Default: any of the events specified in Article VII, whether or not any requirement for the giving of notice, the lapse of time, or both, has been satisfied.
Default Rate: the Applicable Rate plus 2%.
Defensible Title: good and indefeasible title, free and clear of all Liens other than Permitted Liens.
Depositary Agreement: that certain Depositary Agreement among Borrower, Lender and Depositary Bank, substantially in the form of Exhibit C, entered into on the date hereof and as the same may be amended, restated, amended and restated, replaced, supplemented or otherwise modified from time to time.
Depositary Bank: UMB Bank, N.A., or such successor bank approved by Borrower and Lender.
Designated Assets: collectively, “Assigned Interests” and the “Marketing Agreements” each as defined in the Assignment Agreements, which were acquired, directly or indirectly, by Borrower pursuant to the Assignment Agreements.
Designated Oil and Gas Assets Present Value: with respect to any Proved Developed Producing Reserves, the aggregate net present value of such Oil and Gas Properties calculated before income Taxes, but after reduction for royalties, ordinary lease operating expenses, severance and ad valorem Taxes, Permitted Capital Expenditures, and abandonment costs discounted at the Applicable Rate; using assumptions regarding future prices of Hydrocarbon sales based on Hedged Prices and Hedged Volumes, and the Reserve Report Price Deck on all unhedged volumes, adjusted for historical price differentials and Btu and quality adjustments.

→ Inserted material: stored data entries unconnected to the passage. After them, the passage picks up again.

pub mod hydroponics;
pub mod readings;
pub mod root;
pub mod session;
pub mod users;

use std::collections::HashMap;

use utoipa::{
    openapi::security::{ApiKey, ApiKeyValue, SecurityScheme},
    Modify, OpenApi,
};

use super::{
    dto::{
        ApiRootDto, HydroponicsDto, HydroponicsRequest, LoginRequest, LoginResponse,
        SensorReadingDto, SensorReadingRequest, UserDto, UserRequest,
    },
    errors::AppError,
    pagination::PageRequest,
};
use crate::{
    filter::{FilterSet, OrderBy, Predicate},
    store::ListQuery,
};

/// Builds the store query for a list endpoint from its raw query string.
pub(crate) fn list_query(
    set: &FilterSet,
    params: &HashMap<String, String>,
    page: PageRequest,
) -> Result<ListQuery, AppError> {
    let predicate = Predicate::parse(set, params)?;
    let order_by = OrderBy::parse(set, params.get("ordering").map(String::as_str));
    Ok(ListQuery {
        predicate,
        order_by,
        limit: page.size,
        offset: page.offset(),
    })
}

// ---------------------------------------------------------------------------
// Health check
// ---------------------------------------------------------------------------

/// Returns `200 OK` with `{"status":"ok"}` when the server is running.
#[utoipa::path(
    get,
    path = "/health",
    responses(
        (status = 200, description = "Service is healthy"),
    ),
    tag = "system"
)]
pub async fn health() -> axum::Json<serde_json::Value> {
    axum::Json(serde_json::json!({ "status": "ok" }))
}

// ---------------------------------------------------------------------------
// OpenAPI document
// ---------------------------------------------------------------------------

struct TokenAuth;

impl Modify for TokenAuth {
    fn modify(&self, openapi: &mut utoipa::openapi::OpenApi) {
        let components = openapi.components.get_or_insert_with(Default::default);
        components.add_security_scheme(
            "token",
            SecurityScheme::ApiKey(ApiKey::Header(ApiKeyValue::with_description(
                "Authorization",
                "`Token <uuid>` as returned by /api-auth/login/",
            ))),
        );
    }
}

#[derive(OpenApi)]
#[openapi(
    paths(
        health,
        root::api_root,
        users::list_users,
        users::create_user,
        users::get_user,
        users::replace_user,
        users::patch_user,
        users::delete_user,
        hydroponics::list_hydroponics,
        hydroponics::create_hydroponics,
        hydroponics::get_hydroponics,
        hydroponics::replace_hydroponics,
        hydroponics::patch_hydroponics,
        hydroponics::delete_hydroponics,
        readings::list_readings,
        readings::create_reading,
        readings::get_reading,
        readings::replace_reading,
        readings::patch_reading,
        readings::delete_reading,
        session::login,
        session::logout,
    ),
    components(schemas(
        ApiRootDto,
        UserDto,
        UserRequest,
        HydroponicsDto,
        HydroponicsRequest,
        SensorReadingDto,
        SensorReadingRequest,
        LoginRequest,
        LoginResponse,
    )),
    modifiers(&TokenAuth),
    tags(
        (name = "users", description = "User accounts"),
        (name = "hydroponics", description = "Hydroponic systems"),
        (name = "sensor_readings", description = "Sensor readings of a hydroponic system"),
        (name = "auth", description = "Session login and logout"),
        (name = "system", description = "System endpoints"),
    ),
    info(
        title = "Hydroponics API",
        version = "0.1.0",
        description = "Sensor telemetry for user-owned hydroponic systems"
    )
)]
pub struct ApiDoc;

// ---------------------------------------------------------------------------
// Test fixtures
// ---------------------------------------------------------------------------
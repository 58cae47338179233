//! Storage port.
//!
//! Handlers talk to persistence only through [`Store`]. Two implementations
//! exist: [`PgStore`] for production and [`MemoryStore`] for tests and
//! throwaway local runs. Both enforce the same cascades and uniqueness.

mod memory;
mod postgres;

use std::collections::HashMap;

use async_trait::async_trait;
use thiserror::Error;
use uuid::Uuid;

use crate::{
    db::models::{
        Hydroponics, HydroponicsChanges, NewHydroponics, NewSensorReading, NewUser, SensorReading,
        SensorReadingChanges, User, UserChanges,
    },
    filter::{OrderBy, Predicate},
};

pub use memory::MemoryStore;
pub use postgres::PgStore;

#[derive(Debug, Error)]
pub enum StoreError {
    /// A unique column already holds this value.
    #[error("{field}: value already exists")]
    Conflict { field: &'static str },
    /// A referenced parent row does not exist.
    #[error("{field}: referenced object does not exist")]
    MissingParent { field: &'static str },
    #[error("database: {0}")]
    Database(#[from] sqlx::Error),
}

/// Filter, order and window for a list call.
#[derive(Debug, Clone)]
pub struct ListQuery {
    pub predicate: Predicate,
    pub order_by: OrderBy,
    pub limit: u64,
    pub offset: u64,
}

/// One page of rows plus the number of rows matching the predicate.
#[derive(Debug, Clone)]
pub struct Listed<T> {
    pub items: Vec<T>,
    pub total: u64,
}

#[async_trait]
pub trait Store: Send + Sync {
    // -- users -------------------------------------------------------------

    async fn list_users(&self, query: &ListQuery) -> Result<Listed<User>, StoreError>;
    async fn get_user(&self, id: i64) -> Result<Option<User>, StoreError>;
    /// The user and their stored password hash.
    async fn find_credentials(&self, username: &str)
        -> Result<Option<(User, String)>, StoreError>;
    async fn create_user(&self, new: NewUser) -> Result<User, StoreError>;
    async fn update_user(&self, id: i64, changes: UserChanges) -> Result<Option<User>, StoreError>;
    /// Cascades to the user's sessions, systems and their readings.
    async fn delete_user(&self, id: i64) -> Result<bool, StoreError>;
    /// Owner id → ids of owned systems, ascending. Owners without systems
    /// are absent from the map.
    async fn system_ids_by_owner(
        &self,
        owner_ids: &[i64],
    ) -> Result<HashMap<i64, Vec<i64>>, StoreError>;

    // -- sessions ----------------------------------------------------------

    async fn create_session(&self, user_id: i64) -> Result<Uuid, StoreError>;
    async fn session_user(&self, token: Uuid) -> Result<Option<User>, StoreError>;
    async fn delete_session(&self, token: Uuid) -> Result<bool, StoreError>;

    // -- hydroponic systems ------------------------------------------------

    async fn list_hydroponics(&self, query: &ListQuery)
        -> Result<Listed<Hydroponics>, StoreError>;
    async fn get_hydroponics(&self, id: i64) -> Result<Option<Hydroponics>, StoreError>;
    async fn create_hydroponics(&self, new: NewHydroponics) -> Result<Hydroponics, StoreError>;
    async fn update_hydroponics(
        &self,
        id: i64,
        changes: HydroponicsChanges,
    ) -> Result<Option<Hydroponics>, StoreError>;
    /// Cascades to the system's readings.
    async fn delete_hydroponics(&self, id: i64) -> Result<bool, StoreError>;
    /// System id → ids of its `limit` newest readings, newest first.
    async fn recent_reading_ids(
        &self,
        system_ids: &[i64],
        limit: u64,
    ) -> Result<HashMap<i64, Vec<i64>>, StoreError>;

    // -- sensor readings ---------------------------------------------------

    async fn list_readings(&self, query: &ListQuery) -> Result<Listed<SensorReading>, StoreError>;
    async fn get_reading(&self, id: i64) -> Result<Option<SensorReading>, StoreError>;
    async fn create_reading(&self, new: NewSensorReading) -> Result<SensorReading, StoreError>;
    async fn update_reading(
        &self,
        id: i64,
        changes: SensorReadingChanges,
    ) -> Result<Option<SensorReading>, StoreError>;
    async fn delete_reading(&self, id: i64) -> Result<bool, StoreError>;
}
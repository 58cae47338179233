pub mod api;
pub mod auth;
pub mod config;
pub mod db;
pub mod filter;
pub mod permissions;
pub mod store;
pub mod validation;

The Designated Assets Present Value shall be calculated and included as part of each Reserve Report, and such Designated Assets Present Value shall remain in effect until the delivery of the next Reserve Report to be delivered.
Disposition: with respect to any Property, any sale, lease, Sale and Leaseback Transaction, assignment, farm-out, exchange, conveyance, transfer, Casualty Recovery Event or other disposition (including by way of a merger or consolidation) of such Property or any interest therein (excluding the creation of any Permitted Lien on such Property but including the sale or factoring at maturity or collection of any accounts or permitting or suffering any other Person to acquire any interest (other than a Permitted Lien) in such Property) or the entering into any agreement to do any of the foregoing; and the terms “Dispose” and “Disposed of” shall have correlative meanings.
6
Disqualified Stock: as to any Person, any Capital Stock of such Person that by its terms (or by the terms of any security into which it is convertible or for which it is exchangeable) or otherwise (including upon the occurrence of an event) requires the payment of dividends (other than dividends payable solely in Capital Stock which does not otherwise constitute Disqualified Stock) or matures or is required to be redeemed (pursuant to any sinking fund obligation or otherwise) or is convertible into or exchangeable for Indebtedness or is redeemable at the option of the holder thereof, in whole or in part, at any time on or prior to the date six months after the Maturity Date.
Distributable Cash Balance Cap: an amount equal to the difference, if positive, between (a) the Excess Cash Balance, minus (b) the Debt Service Reserve Required Amount, in each case, evaluated as of the most recently transpired Quarterly Required Payment Date.
Dollars and $: lawful currency of the United States of America.
Environmental Laws: any and all applicable laws, rules, orders, regulations, statutes, ordinances, codes, decrees or other legally enforceable requirements (including common law) of any Governmental Authority regulating, relating to or imposing liability or standards of conduct concerning pollution, protection of the environment, natural resources or human or employee health and safety (to the extent such health and safety relate to exposure to Materials of Environmental Concern), as has been, is now, or may at any time hereafter be, in effect, including the Comprehensive Environmental Response, Compensation and Liability Act, 42 U.S.C. § 9601 et seq., the Hazardous Materials Transportation Act, 49 U.S.C. §5101 et seq., the Resource Conservation and Recovery Act, 42 U.S.C. §6901 et seq., the Clean Water Act, 33 U.S.C. § 1251 et seq., the Clean Air Act, 42 U.S.C. §7401 et seq., the Toxic Substances Control Act, 15 U.S.C. §2601 et seq., the Federal Insecticide, Fungicide, and Rodenticide Act, 7 U.S.C. §136 et seq., the Oil Pollution Act of 1990, 33 U.S.C. §2701 et seq., the Occupational Safety and Health Act, 29 U.S.C. §651 et seq., and the regulations promulgated pursuant thereto, and all analogous state or local statutes and regulations.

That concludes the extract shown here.